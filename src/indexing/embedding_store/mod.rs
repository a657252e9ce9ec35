
use anyhow::Context;
use indicatif::{ProgressBar, ProgressStyle};
use std::path::Path;
use tracing::{debug, info};

use super::markdown::{strip_front_matter, strip_mdx};
use super::{collect_doc_files, relative_slash_path, site_root};
use crate::embeddings::{
    Chunk, ChunkingConfig, DocChunk, Embedder, EmbeddingStore, chunk_document,
};

/// Number of chunk texts sent to the embedder per request
const EMBED_BATCH_SIZE: usize = 16;

/// Page URL for a path relative to the docs directory: `guides/index.mdx` is `/docs/guides`
#[inline]
pub fn embedding_url(docs_relative_path: &str) -> String {
    let path = docs_relative_path.replace('\\', "/");
    let path = path
        .strip_suffix(".mdx")
        .or_else(|| path.strip_suffix(".md"))
        .unwrap_or(&path);
    let path = path.strip_suffix("/index").unwrap_or(path);
    format!("/docs/{}", path)
}

/// Split every page under `docs_dir` into heading sections
#[inline]
pub fn collect_chunks(docs_dir: &Path, config: &ChunkingConfig) -> anyhow::Result<Vec<DocChunk>> {
    let root = site_root(docs_dir);
    let files = collect_doc_files(docs_dir)?;

    let mut chunks = Vec::new();
    for path in &files {
        let raw = std::fs::read_to_string(path)
            .with_context(|| format!("Failed to read {}", path.display()))?;
        let cleaned = strip_mdx(strip_front_matter(&raw));

        let source = relative_slash_path(path, root);
        let url = embedding_url(&relative_slash_path(path, docs_dir));
        let fallback_title = path
            .file_stem()
            .map(|stem| stem.to_string_lossy().into_owned())
            .unwrap_or_default();

        chunks.extend(chunk_document(&cleaned, &source, &url, &fallback_title, config));
    }

    info!("Created {} chunks from {} doc files", chunks.len(), files.len());
    Ok(chunks)
}

/// Embed each chunk's title and text and assemble a store tagged with the embedder's model.
///
/// Chunk ids are `<source>#<n>` where `n` counts chunks across the whole run.
#[inline]
pub async fn generate_embedding_store(
    chunks: &[DocChunk],
    embedder: &dyn Embedder,
    config: &ChunkingConfig,
) -> crate::Result<EmbeddingStore> {
    embedder.prepare().await?;

    let bar = if console::user_attended_stderr() {
        ProgressBar::new(chunks.len() as u64).with_style(
            ProgressStyle::with_template("{bar:40} [{pos}/{len}] Embedding {msg}")
                .expect("style template is valid"),
        )
    } else {
        ProgressBar::hidden()
    };

    let mut embedded = Vec::with_capacity(chunks.len());
    for batch in chunks.chunks(EMBED_BATCH_SIZE) {
        let inputs: Vec<String> = batch
            .iter()
            .map(|chunk| chunk.embedding_input(config.max_input_chars))
            .collect();
        if let Some(first) = batch.first() {
            bar.set_message(first.source.clone());
        }

        let vectors = embedder.embed_batch(&inputs).await?;
        if vectors.len() != batch.len() {
            return Err(crate::DocsError::Embedding(format!(
                "Embedder returned {} vectors for {} inputs",
                vectors.len(),
                batch.len()
            )));
        }

        for (chunk, embedding) in batch.iter().zip(vectors) {
            let n = embedded.len();
            embedded.push(Chunk {
                id: format!("{}#{}", chunk.source, n),
                title: chunk.title.clone(),
                text: chunk.text.clone(),
                source: chunk.source.clone(),
                url: chunk.url.clone(),
                embedding,
            });
        }
        bar.inc(batch.len() as u64);
        debug!("Embedded {}/{} chunks", embedded.len(), chunks.len());
    }
    bar.finish_and_clear();

    info!(
        "Generated {} embeddings with model {}",
        embedded.len(),
        embedder.model_id()
    );
    Ok(EmbeddingStore::new(embedder.model_id(), embedded))
}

-=-=-=-=-

* Requirement
Your answer must consist solely of the lines from the top of the entries above through the line containing "let source = relative_slash_path(path, root);", copied exactly, both ends included.

* Output for this task
filename src/indexing/embedding_store/mod.rs
repository a657252e9ce9ec35

use anyhow::Context;
use indicatif::{ProgressBar, ProgressStyle};
use std::path::Path;
use tracing::{debug, info};

use super::markdown::{strip_front_matter, strip_mdx};
use super::{collect_doc_files, relative_slash_path, site_root};
use crate::embeddings::{
    Chunk, ChunkingConfig, DocChunk, Embedder, EmbeddingStore, chunk_document,
};

/// Number of chunk texts sent to the embedder per request
const EMBED_BATCH_SIZE: usize = 16;

/// Page URL for a path relative to the docs directory: `guides/index.mdx` is `/docs/guides`
#[inline]
pub fn embedding_url(docs_relative_path: &str) -> String {
    let path = docs_relative_path.replace('\\', "/");
    let path = path
        .strip_suffix(".mdx")
        .or_else(|| path.strip_suffix(".md"))
        .unwrap_or(&path);
    let path = path.strip_suffix("/index").unwrap_or(path);
    format!("/docs/{}", path)
}

/// Split every page under `docs_dir` into heading sections
#[inline]
pub fn collect_chunks(docs_dir: &Path, config: &ChunkingConfig) -> anyhow::Result<Vec<DocChunk>> {
    let root = site_root(docs_dir);
    let files = collect_doc_files(docs_dir)?;

    let mut chunks = Vec::new();
    for path in &files {
        let raw = std::fs::read_to_string(path)
            .with_context(|| format!("Failed to read {}", path.display()))?;
        let cleaned = strip_mdx(strip_front_matter(&raw));

        let source = relative_slash_path(path, root);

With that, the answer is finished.